Let’s go back to chemical engineering 101 for a moment. RON stands for Research Octane Number. This number represents the ‘knock-resistance’ of the fuel. Knocking is the car world’s slang term for premature ignition or detonation.
This is when fuel in the combustion chamber ‘explodes’ before it is supposed to, giving rise to a ‘knocking’ or ‘pinging’. This is not a good thing in combustion engines, especially those running on petrol. A holed piston is the usual result, with the expensive overhaul that follows.
High performance engines, running high compression ratios, are prone to detonation when using low RON fuel. It might also be surprising to learn that older, low compression engines are also prone to detonation, but the reasons why they happen are different.
Most modern engines, with Programmable Fuel Injection (PGM-FI), are able to run on RON numbers as low as 88, and as high as 103. But, if the manufacturer classifies the engine as high performance, with high-compression pistons or a turbocharger, a minimum RON will be specified to prevent detonation, and damage to the engine.

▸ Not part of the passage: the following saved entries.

//! Feed product records as the storefront feed returns them.

use chrono::{DateTime, Utc};
use serde::{Deserialize, Deserializer, Serialize};
use serde_json::Value;

use crate::catalog::ProductId;
use crate::feed::discount_percentage;

#[derive(Debug, Clone, PartialEq, Serialize, Deserialize)]
pub struct FeedProduct {
    pub id: ProductId,
    #[serde(default, deserialize_with = "nullable_string")]
    pub title: String,
    #[serde(default, deserialize_with = "nullable_string")]
    pub handle: String,
    #[serde(default, deserialize_with = "nullable_string")]
    pub vendor: String,
    #[serde(default, deserialize_with = "nullable_string")]
    pub product_type: String,
    #[serde(default, deserialize_with = "tag_list")]
    pub tags: Vec<String>,
    /// RFC 3339 creation time, kept as text so one bad stamp can't sink the feed
    #[serde(default)]
    pub created_at: Option<String>,
    #[serde(default)]
    pub variants: Vec<FeedVariant>,
    #[serde(default)]
    pub images: Vec<FeedImage>,
}

#[derive(Debug, Clone, PartialEq, Serialize, Deserialize)]
pub struct FeedVariant {
    #[serde(default, deserialize_with = "price")]
    pub price: Option<f64>,
    #[serde(default, deserialize_with = "price")]
    pub compare_at_price: Option<f64>,
}

#[derive(Debug, Clone, PartialEq, Serialize, Deserialize)]
pub struct FeedImage {
    pub src: String,
}

impl FeedProduct {
    pub fn created_at_utc(&self) -> Option<DateTime<Utc>> {
        self.created_at
            .as_deref()
            .and_then(|raw| DateTime::parse_from_rfc3339(raw).ok())
            .map(|dt| dt.with_timezone(&Utc))
    }

    pub fn first_variant(&self) -> Option<&FeedVariant> {
        self.variants.first()
    }

    /// Whole-percent discount of the first variant; 0 without one.
    pub fn discount_percentage(&self) -> u32 {
        self.first_variant()
            .map(|v| discount_percentage(v.price, v.compare_at_price))
            .unwrap_or(0)
    }

    pub fn primary_image(&self) -> Option<&str> {
        self.images.first().map(|img| img.src.as_str())
    }

    pub fn has_tag(&self, tag: &str) -> bool {
        self.tags.iter().any(|t| t == tag)
    }
}

fn nullable_string<'de, D: Deserializer<'de>>(deserializer: D) -> Result<String, D::Error> {
    Ok(Option::<String>::deserialize(deserializer)?.unwrap_or_default())
}

/// Tags arrive either as a list or as one comma-separated string.
fn tag_list<'de, D: Deserializer<'de>>(deserializer: D) -> Result<Vec<String>, D::Error> {
    let tags = match Value::deserialize(deserializer)? {
        Value::Array(items) => items
            .into_iter()
            .filter_map(|v| match v {
                Value::String(s) => Some(s),
                _ => None,
            })
            .collect(),
        Value::String(s) => s.split(',').map(|t| t.trim().to_string()).collect(),
        _ => Vec::new(),
    };
    Ok(tags.into_iter().filter(|t: &String| !t.is_empty()).collect())
}

/// Prices arrive as decimal strings or numbers; anything else is absent.
fn price<'de, D: Deserializer<'de>>(deserializer: D) -> Result<Option<f64>, D::Error> {
    Ok(match Value::deserialize(deserializer)? {
        Value::Number(n) => n.as_f64(),
        Value::String(s) => s.trim().parse().ok(),
        _ => None,
    })
}

#[cfg(test)]
mod tests {
    use super::*;
    use serde_json::json;

    #[test]
    fn test_deserialize_feed_product() {
        let raw = json!({
            "id": 8812,
            "title": "Summer Frock",
            "handle": "summer-frock",
            "vendor": null,
            "product_type": "Frocks",
            "tags": ["New Arrivals", "Girls"],
            "created_at": "2024-05-01T10:00:00+05:00",
            "variants": [{"price": "1500.00", "compare_at_price": "2000.00"}],
            "images": [{"src": "https://cdn/frock.jpg"}]
        });

        let product: FeedProduct = serde_json::from_value(raw).unwrap();
        assert_eq!(product.id, ProductId::Int(8812));
        assert_eq!(product.vendor, "");
        assert!(product.has_tag("New Arrivals"));
        assert_eq!(product.first_variant().unwrap().price, Some(1500.0));
        assert_eq!(product.primary_image(), Some("https://cdn/frock.jpg"));
        assert_eq!(product.discount_percentage(), 25);
        assert_eq!(
            product.created_at_utc().unwrap().to_rfc3339(),
            "2024-05-01T05:00:00+00:00"
        );
    }

    #[test]
    fn test_comma_separated_tags() {
        let product: FeedProduct =
            serde_json::from_value(json!({"id": 1, "tags": "Best Seller, Boys,"})).unwrap();
        assert_eq!(product.tags, vec!["Best Seller", "Boys"]);
    }

    #[test]
    fn test_sparse_record_defaults() {
        let product: FeedProduct = serde_json::from_value(json!({"id": "abc"})).unwrap();
        assert!(product.tags.is_empty());
        assert!(product.first_variant().is_none());
        assert_eq!(product.discount_percentage(), 0);
        assert!(product.created_at_utc().is_none());
    }

    #[test]
    fn test_bad_timestamp_is_absent() {
        let product: FeedProduct =
            serde_json::from_value(json!({"id": 1, "created_at": "yesterday"})).unwrap();
        assert!(product.created_at_utc().is_none());
    }
}
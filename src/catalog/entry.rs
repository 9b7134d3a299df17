//! Catalog Entry Module
//!
//! A timestamped catalog snapshot and its persisted representation.

use std::sync::Arc;

use serde::{Deserialize, Serialize};

use crate::catalog::Product;
use crate::error::{CatalogError, Result};

// == Catalog Entry ==
/// An immutable catalog snapshot. Refreshes replace it wholesale.
#[derive(Debug, Clone)]
pub struct CatalogEntry {
    /// The normalized products
    pub data: Arc<Vec<Product>>,
    /// When the snapshot was taken (Unix milliseconds)
    pub fetched_at: u64,
}

impl CatalogEntry {
    pub fn new(data: Vec<Product>, fetched_at: u64) -> Self {
        Self {
            data: Arc::new(data),
            fetched_at,
        }
    }

    // == Is Fresh ==
    /// Checks whether the snapshot is still usable at `now_ms`.
    ///
    /// Fresh while strictly less than `ttl_ms` has elapsed; an entry stamped
    /// in the future counts as fresh.
    pub fn is_fresh(&self, now_ms: u64, ttl_ms: u64) -> bool {
        now_ms.saturating_sub(self.fetched_at) < ttl_ms
    }

    /// Milliseconds until the snapshot goes stale, 0 once it has.
    pub fn ttl_remaining_ms(&self, now_ms: u64, ttl_ms: u64) -> u64 {
        ttl_ms.saturating_sub(now_ms.saturating_sub(self.fetched_at))
    }

    // == Persistence ==
    /// Serializes the snapshot for the session tier.
    pub fn to_persisted(&self) -> Result<String> {
        let persisted = PersistedEntry {
            fetched_at: self.fetched_at,
            data: self.data.as_ref().clone(),
        };
        serde_json::to_string(&persisted).map_err(|e| CatalogError::CacheWrite(e.to_string()))
    }

    /// Parses a session-tier blob. Anything not shaped like a snapshot is a read error.
    pub fn from_persisted(raw: &str) -> Result<Self> {
        let persisted: PersistedEntry =
            serde_json::from_str(raw).map_err(|e| CatalogError::CacheRead(e.to_string()))?;
        Ok(Self::new(persisted.data, persisted.fetched_at))
    }
}

// == Persisted Entry ==
/// Wire form of a snapshot in the session store.
#[derive(Debug, Clone, Serialize, Deserialize)]
pub struct PersistedEntry {
    #[serde(rename = "fetchedAt", alias = "at")]
    pub fetched_at: u64,
    pub data: Vec<Product>,
}
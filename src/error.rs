//! Error types for the catalog service
//!
//! Provides unified error handling using thiserror.

use axum::{
    http::StatusCode,
    response::{IntoResponse, Response},
    Json,
};
use thiserror::Error;

use crate::models::ErrorResponse;

// == Catalog Error Enum ==
/// Unified error type for catalog retrieval and the HTTP surface.
#[derive(Error, Debug)]
pub enum CatalogError {
    /// Network failure or client-side timeout while talking to an upstream
    #[error("Upstream request failed: {0}")]
    Fetch(String),

    /// Upstream answered with a non-success status
    #[error("Upstream returned status {status} for {url}")]
    UpstreamStatus { status: u16, url: String },

    /// Upstream body or pagination headers could not be understood
    #[error("Malformed upstream response: {0}")]
    Malformed(String),

    /// Persisted session entry is corrupt or unreadable
    #[error("Session cache read failed: {0}")]
    CacheRead(String),

    /// Persisting a refreshed catalog failed
    #[error("Session cache write failed: {0}")]
    CacheWrite(String),

    /// Internal server error
    #[error("Internal error: {0}")]
    Internal(String),
}

impl CatalogError {
    /// True for the failures that make up a catalog fetch error: network,
    /// HTTP status and malformed responses.
    pub fn is_fetch_error(&self) -> bool {
        matches!(
            self,
            CatalogError::Fetch(_) | CatalogError::UpstreamStatus { .. } | CatalogError::Malformed(_)
        )
    }
}

impl From<reqwest::Error> for CatalogError {
    fn from(err: reqwest::Error) -> Self {
        if err.is_timeout() {
            CatalogError::Fetch(format!("request timed out: {}", err))
        } else if err.is_decode() {
            CatalogError::Malformed(err.to_string())
        } else if let Some(status) = err.status() {
            CatalogError::UpstreamStatus {
                status: status.as_u16(),
                url: err.url().map(|u| u.to_string()).unwrap_or_default(),
            }
        } else {
            CatalogError::Fetch(err.to_string())
        }
    }
}

// == IntoResponse Implementation ==
impl IntoResponse for CatalogError {
    fn into_response(self) -> Response {
        let status = match &self {
            CatalogError::Fetch(_)
            | CatalogError::UpstreamStatus { .. }
            | CatalogError::Malformed(_) => StatusCode::BAD_GATEWAY,
            CatalogError::CacheRead(_) | CatalogError::CacheWrite(_) | CatalogError::Internal(_) => {
                StatusCode::INTERNAL_SERVER_ERROR
            }
        };

        let body = Json(ErrorResponse::new(self.to_string()));

        (status, body).into_response()
    }
}

// == Result Type Alias ==
/// Convenience Result type for the catalog service.
pub type Result<T> = std::result::Result<T, CatalogError>;
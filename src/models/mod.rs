//! Request and Response models for the catalog service API
//!
//! This module defines the DTOs (Data Transfer Objects) used for
//! serializing/deserializing HTTP query strings and response bodies.

pub mod requests;
pub mod responses;

// Re-export commonly used types
pub use requests::{FeedQuery, ProductsQuery};
pub use responses::{
    CategoriesResponse, ErrorResponse, FeedListingItem, FeedListingResponse, HealthResponse,
    ProductsResponse, RefreshResponse, StatsResponse,
};
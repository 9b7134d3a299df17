//! Clock Module
//!
//! Time source for cache freshness checks, swappable for deterministic tests.

use std::sync::atomic::{AtomicU64, Ordering};
use std::sync::Arc;
use std::time::{SystemTime, UNIX_EPOCH};

// == Clock Trait ==
/// Supplies the current Unix time in milliseconds.
pub trait Clock: Send + Sync {
    fn now_ms(&self) -> u64;
}

// == System Clock ==
/// Wall-clock time.
#[derive(Debug, Clone, Copy, Default)]
pub struct SystemClock;

impl Clock for SystemClock {
    fn now_ms(&self) -> u64 {
        SystemTime::now()
            .duration_since(UNIX_EPOCH)
            .map(|d| d.as_millis() as u64)
            .unwrap_or(0)
    }
}

// == Manual Clock ==
/// Clock that only moves when told to. Clones share the same instant.
#[derive(Debug, Clone, Default)]
pub struct ManualClock {
    now: Arc<AtomicU64>,
}

impl ManualClock {
    pub fn new(start_ms: u64) -> Self {
        Self {
            now: Arc::new(AtomicU64::new(start_ms)),
        }
    }

    /// Moves the clock forward by `ms` milliseconds.
    pub fn advance(&self, ms: u64) {
        self.now.fetch_add(ms, Ordering::SeqCst);
    }

    /// Jumps to an absolute instant.
    pub fn set(&self, ms: u64) {
        self.now.store(ms, Ordering::SeqCst);
    }
}

impl Clock for ManualClock {
    fn now_ms(&self) -> u64 {
        self.now.load(Ordering::SeqCst)
    }
}
//! Integration Tests for API Endpoints
//!
//! Runs a mock catalog API and storefront feed on an ephemeral port and
//! drives the service router against them.

use std::collections::HashMap;
use std::net::SocketAddr;
use std::sync::atomic::{AtomicBool, AtomicUsize, Ordering};
use std::sync::Arc;

use axum::{
    body::Body,
    extract::{Query, State},
    http::{HeaderMap, HeaderValue, Request, StatusCode},
    response::{IntoResponse, Response},
    routing::get,
    Json, Router,
};
use serde_json::{json, Value};
use storefront_catalog::{api::create_router, AppState, Config};
use tower::ServiceExt;

// == Mock Upstream ==

#[derive(Clone)]
struct MockState {
    products: Arc<Vec<Value>>,
    feed: Arc<Value>,
    product_requests: Arc<AtomicUsize>,
    fail: Arc<AtomicBool>,
}

struct MockUpstream {
    addr: SocketAddr,
    product_requests: Arc<AtomicUsize>,
    fail: Arc<AtomicBool>,
}

/// Product `i`: odd ids in stock, every fifth on sale for 5 less, every
/// third in "Men" and the rest in "Women".
fn catalog_fixture(count: usize) -> Vec<Value> {
    (1..=count)
        .map(|i| {
            let price = i as f64 * 10.0;
            json!({
                "id": i,
                "name": format!("Product {:02}", i),
                "price": format!("{:.2}", price),
                "sale_price": if i % 5 == 0 { format!("{:.2}", price - 5.0) } else { String::new() },
                "stock_status": if i % 2 == 1 { "instock" } else { "outofstock" },
                "categories": [{"id": i % 3, "name": if i % 3 == 0 { "Men" } else { "Women" }}],
                "images": [{"src": format!("https://img.test/{}.jpg", i)}]
            })
        })
        .collect()
}

fn feed_fixture() -> Value {
    let mut products = Vec::new();
    for i in 1..=13 {
        products.push(json!({
            "id": i,
            "title": format!("Arrival {:02}", i),
            "product_type": if i <= 8 { "Frocks" } else { "Shirts" },
            "tags": ["New Arrivals"],
            "created_at": format!("2024-01-{:02}T09:00:00+05:00", i),
            "variants": [{"price": "1500.00", "compare_at_price": "2000.00"}],
            "images": []
        }));
    }
    products.push(json!({
        "id": 100,
        "title": "Classic Tee",
        "product_type": "Shirts",
        "tags": ["Best Seller"],
        "created_at": "2023-06-01T00:00:00Z",
        "variants": [],
        "images": []
    }));
    json!({ "products": products })
}

async fn mock_products(
    State(state): State<MockState>,
    Query(params): Query<HashMap<String, String>>,
) -> Response {
    state.product_requests.fetch_add(1, Ordering::SeqCst);
    if state.fail.load(Ordering::SeqCst) {
        return (StatusCode::INTERNAL_SERVER_ERROR, "upstream down").into_response();
    }

    let per_page: usize = params.get("per_page").and_then(|v| v.parse().ok()).unwrap_or(10);
    let page: usize = params.get("page").and_then(|v| v.parse().ok()).unwrap_or(1);
    let total = state.products.len();
    let total_pages = total.div_ceil(per_page).max(1);

    let items: Vec<Value> = state
        .products
        .iter()
        .skip((page - 1) * per_page)
        .take(per_page)
        .cloned()
        .collect();

    let mut headers = HeaderMap::new();
    headers.insert("x-wp-totalpages", HeaderValue::from(total_pages));
    headers.insert("x-wp-total", HeaderValue::from(total));
    (headers, Json(items)).into_response()
}

async fn mock_feed(State(state): State<MockState>) -> Json<Value> {
    Json(state.feed.as_ref().clone())
}

async fn spawn_upstream(product_count: usize) -> MockUpstream {
    let state = MockState {
        products: Arc::new(catalog_fixture(product_count)),
        feed: Arc::new(feed_fixture()),
        product_requests: Arc::new(AtomicUsize::new(0)),
        fail: Arc::new(AtomicBool::new(false)),
    };
    let upstream = MockUpstream {
        addr: "127.0.0.1:0".parse().unwrap(),
        product_requests: state.product_requests.clone(),
        fail: state.fail.clone(),
    };

    let app = Router::new()
        .route("/wp-json/wc/v3/products", get(mock_products))
        .route("/products.json", get(mock_feed))
        .with_state(state);

    let listener = tokio::net::TcpListener::bind(upstream.addr).await.unwrap();
    let addr = listener.local_addr().unwrap();
    tokio::spawn(async move {
        axum::serve(listener, app).await.unwrap();
    });

    MockUpstream { addr, ..upstream }
}

// == Helper Functions ==

fn test_config(upstream: &MockUpstream, name: &str) -> Config {
    let session_dir = std::env::temp_dir().join(format!(
        "storefront_catalog_it_{}_{}",
        name,
        std::process::id()
    ));
    let _ = std::fs::remove_dir_all(&session_dir);

    Config {
        catalog_base_url: format!("http://{}/wp-json/wc/v3", upstream.addr),
        feed_base_url: format!("http://{}", upstream.addr),
        per_page: 10,
        fetch_timeout: 5,
        session_cache_dir: session_dir,
        ..Config::default()
    }
}

fn app_for(config: &Config) -> Router {
    create_router(AppState::from_config(config).unwrap())
}

async fn get_json(app: &Router, uri: &str) -> (StatusCode, Value) {
    let response = app
        .clone()
        .oneshot(Request::builder().uri(uri).body(Body::empty()).unwrap())
        .await
        .unwrap();
    let status = response.status();
    let bytes = axum::body::to_bytes(response.into_body(), usize::MAX)
        .await
        .unwrap();
    (status, serde_json::from_slice(&bytes).unwrap())
}

fn names(json: &Value) -> Vec<String> {
    json["products"]
        .as_array()
        .unwrap()
        .iter()
        .map(|p| p["name"].as_str().unwrap_or_default().to_string())
        .collect()
}

// == Products Endpoint Tests ==

#[tokio::test]
async fn test_products_walks_every_upstream_page() {
    let upstream = spawn_upstream(25).await;
    let app = app_for(&test_config(&upstream, "walk"));

    let (status, json) = get_json(&app, "/products").await;

    assert_eq!(status, StatusCode::OK);
    assert_eq!(upstream.product_requests.load(Ordering::SeqCst), 3);
    assert_eq!(json["total_count"], 25);
    assert_eq!(json["total_pages"], 3);
    assert_eq!(json["products"].as_array().unwrap().len(), 12);
    assert!(json.get("notice").is_none());
}

#[tokio::test]
async fn test_products_pages_past_the_end_are_empty() {
    let upstream = spawn_upstream(25).await;
    let app = app_for(&test_config(&upstream, "past_end"));

    let (_, page3) = get_json(&app, "/products?page=3").await;
    assert_eq!(names(&page3), vec!["Product 25"]);

    let (status, page4) = get_json(&app, "/products?page=4").await;
    assert_eq!(status, StatusCode::OK);
    assert!(page4["products"].as_array().unwrap().is_empty());
    assert_eq!(page4["total_pages"], 3);

    // Served from memory after the first walk
    assert_eq!(upstream.product_requests.load(Ordering::SeqCst), 3);
}

#[tokio::test]
async fn test_products_filters_and_sorts() {
    let upstream = spawn_upstream(25).await;
    let app = app_for(&test_config(&upstream, "filters"));

    let (_, json) = get_json(&app, "/products?stock=instock&price_sort=high-low").await;

    assert_eq!(json["total_count"], 13);
    assert_eq!(json["active_filters_count"], 2);
    let listed = names(&json);
    assert_eq!(listed[0], "Product 25");
    assert_eq!(listed[1], "Product 23");

    // Price stats cover the whole catalog, sale prices included
    assert_eq!(json["price_stats"]["min"], 10.0);
    assert_eq!(json["price_stats"]["max"], 245.0);
}

#[tokio::test]
async fn test_products_on_sale_in_category() {
    let upstream = spawn_upstream(25).await;
    let app = app_for(&test_config(&upstream, "on_sale"));

    let (_, json) = get_json(&app, "/products?stock=onsale&category=men&alpha_sort=z-a").await;

    // Ids divisible by both 3 and 5
    assert_eq!(names(&json), vec!["Product 15"]);
}

#[tokio::test]
async fn test_products_malformed_filters_are_ignored() {
    let upstream = spawn_upstream(25).await;
    let app = app_for(&test_config(&upstream, "malformed"));

    let (status, json) =
        get_json(&app, "/products?min_price=cheap&stock=whatever&page=two").await;

    assert_eq!(status, StatusCode::OK);
    assert_eq!(json["total_count"], 25);
    assert_eq!(json["active_filters_count"], 0);
    assert_eq!(json["page"], 1);
}

#[tokio::test]
async fn test_products_upstream_failure_without_snapshot() {
    let upstream = spawn_upstream(5).await;
    upstream.fail.store(true, Ordering::SeqCst);
    let app = app_for(&test_config(&upstream, "failure"));

    let (status, json) = get_json(&app, "/products").await;

    assert_eq!(status, StatusCode::BAD_GATEWAY);
    assert!(json["error"].as_str().unwrap().contains("500"));
}

#[tokio::test]
async fn test_products_failed_refresh_serves_previous_snapshot() {
    let upstream = spawn_upstream(5).await;
    let config = Config {
        cache_ttl: 0,
        ..test_config(&upstream, "stale")
    };
    let app = app_for(&config);

    let (_, first) = get_json(&app, "/products").await;
    assert_eq!(first["total_count"], 5);

    upstream.fail.store(true, Ordering::SeqCst);
    let (status, second) = get_json(&app, "/products").await;

    assert_eq!(status, StatusCode::OK);
    assert_eq!(second["total_count"], 5);
    assert!(second["notice"].as_str().is_some());
}

#[tokio::test]
async fn test_session_tier_survives_restart() {
    let upstream = spawn_upstream(5).await;
    let config = test_config(&upstream, "restart");

    let (_, _) = get_json(&app_for(&config), "/products").await;
    assert_eq!(upstream.product_requests.load(Ordering::SeqCst), 1);

    // A fresh service reads the persisted snapshot instead of the network
    let (status, json) = get_json(&app_for(&config), "/products").await;
    assert_eq!(status, StatusCode::OK);
    assert_eq!(json["total_count"], 5);
    assert_eq!(upstream.product_requests.load(Ordering::SeqCst), 1);
}

// == Categories, Refresh and Stats ==

#[tokio::test]
async fn test_categories_endpoint() {
    let upstream = spawn_upstream(6).await;
    let app = app_for(&test_config(&upstream, "categories"));

    let (status, json) = get_json(&app, "/categories").await;

    assert_eq!(status, StatusCode::OK);
    assert_eq!(
        json["categories"],
        json!(["Kids", "Boys", "Girls", "Men", "Women"])
    );
}

#[tokio::test]
async fn test_refresh_endpoint_refetches() {
    let upstream = spawn_upstream(5).await;
    let app = app_for(&test_config(&upstream, "refresh"));

    get_json(&app, "/products").await;
    let response = app
        .clone()
        .oneshot(
            Request::builder()
                .method("POST")
                .uri("/refresh")
                .body(Body::empty())
                .unwrap(),
        )
        .await
        .unwrap();

    assert_eq!(response.status(), StatusCode::OK);
    assert_eq!(upstream.product_requests.load(Ordering::SeqCst), 2);
}

#[tokio::test]
async fn test_failed_refresh_keeps_serving_catalog() {
    let upstream = spawn_upstream(5).await;
    let app = app_for(&test_config(&upstream, "refresh_failure"));

    get_json(&app, "/products").await;
    upstream.fail.store(true, Ordering::SeqCst);

    let response = app
        .clone()
        .oneshot(
            Request::builder()
                .method("POST")
                .uri("/refresh")
                .body(Body::empty())
                .unwrap(),
        )
        .await
        .unwrap();
    assert_eq!(response.status(), StatusCode::BAD_GATEWAY);

    let (status, json) = get_json(&app, "/products").await;
    assert_eq!(status, StatusCode::OK);
    assert_eq!(json["total_count"], 5);
}

#[tokio::test]
async fn test_products_huge_page_is_empty() {
    let upstream = spawn_upstream(25).await;
    let app = app_for(&test_config(&upstream, "huge_page"));

    let (status, json) = get_json(&app, "/products?page=4611686018427387905").await;

    assert_eq!(status, StatusCode::OK);
    assert!(json["products"].as_array().unwrap().is_empty());
    assert_eq!(json["total_pages"], 3);
}

#[tokio::test]
async fn test_stats_endpoint_tracks_tiers() {
    let upstream = spawn_upstream(25).await;
    let app = app_for(&test_config(&upstream, "stats"));

    get_json(&app, "/products").await;
    get_json(&app, "/products?page=2").await;
    let (status, json) = get_json(&app, "/stats").await;

    assert_eq!(status, StatusCode::OK);
    assert_eq!(json["network_fetches"], 1);
    assert_eq!(json["pages_requested"], 3);
    assert_eq!(json["memory_hits"], 1);
    assert_eq!(json["total_products"], 25);
    assert_eq!(json["hit_rate"], 0.5);
}

// == Feed Endpoint Tests ==

#[tokio::test]
async fn test_new_arrivals_endpoint() {
    let upstream = spawn_upstream(1).await;
    let app = app_for(&test_config(&upstream, "arrivals"));

    let (status, json) = get_json(&app, "/new-arrivals").await;

    assert_eq!(status, StatusCode::OK);
    assert_eq!(json["total_count"], 13);
    assert_eq!(json["total_pages"], 2);
    assert_eq!(json["products"].as_array().unwrap().len(), 10);
    assert_eq!(json["products"][0]["title"], "Arrival 13");
    assert_eq!(json["products"][0]["discount_percentage"], 25);
    assert_eq!(json["categories"], json!(["All", "Shirts", "Frocks"]));

    let (_, shirts) = get_json(&app, "/new-arrivals?category=Shirts").await;
    assert_eq!(shirts["total_count"], 5);
    assert_eq!(shirts["total_pages"], 1);
}

#[tokio::test]
async fn test_most_popular_endpoint() {
    let upstream = spawn_upstream(1).await;
    let app = app_for(&test_config(&upstream, "popular"));

    let (status, json) = get_json(&app, "/most-popular").await;

    assert_eq!(status, StatusCode::OK);
    assert_eq!(json["total_count"], 1);
    assert_eq!(json["products"][0]["title"], "Classic Tee");
}

#[tokio::test]
async fn test_health_endpoint() {
    let upstream = spawn_upstream(1).await;
    let app = app_for(&test_config(&upstream, "health"));

    let (status, json) = get_json(&app, "/health").await;
    assert_eq!(status, StatusCode::OK);
    assert_eq!(json["status"], "healthy");
}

For an older engine, running on carburettors, detonation occurs with low RON fuel because carbon build-up in the combustion chamber allows ‘hot-spots’ to develop, creating conditions where detonation can occur, especially on a hot day and under load.
The ECU will take readings from the knock sensor when detonation occurs, and retard or advance the ignition timing accordingly. There is a limit to the level of adjustment, of course, hence most manufacturers will put a little sticker on the inside of the fuel-filler cap saying the minimum fuel the engine will take.
Another thing is the calorific capacity, or the energy contained in the fuel and released when it is burned, is specific. Hence, the amount of power available from burning the fuel is a finite number, and RON has no bearing on that.
What is intended with high RON numbers is the ability to run the engine at high compression ratios and advanced ignition timing. However, a high compression ratio usually means a very small combustion chamber volume, which leads to detonation.
So, does a normal, normally-aspirated, four-cylinder family sedan require RON 100 petrol? Probably not, because the cost of fuel will outweigh the the possible benefits of the possible power increase. Not all modern turbo engines will require high RON fuel either, because the boost pressure, sized for efficiency rather than performance, does not need it.
Will the ECU need re-flashing or the engine re-tuned because there’s RON 100 in the fuel tank? Again, probably not, because the ECU will advance the ignition to the brink of detonation, and no more. Once it reaches the limit of advance, the rest of the RON 100 will simply be blown out the exhaust as un-burnt fuel (which is another bad thing in and of itself).
The benefit of running RON 100 is primarily for very high-performance engines, or performance motorcycle engines, where heavy loads are placed on the high-compression engine that allow it to produce huge hp figures.
While using a lower RON fuel in a high performance engine may cause reliability issues in the long run or a loss of power, what will not happen is damage to the engine because of using RON 100 fuel or any higher RON than what is recommended. Nor is there any necessity for engine tuning, unless running a highly-modded engine, or the engine’s manufacturer calls for it.
The long and short of it is, high performance engines may benefit to a higher degree from using fuel with a higher RON number, while the perceived increase in performance will not be as noticeable in a less powerful engine.
As for those who think using RON 100 will damage your engine, science says otherwise.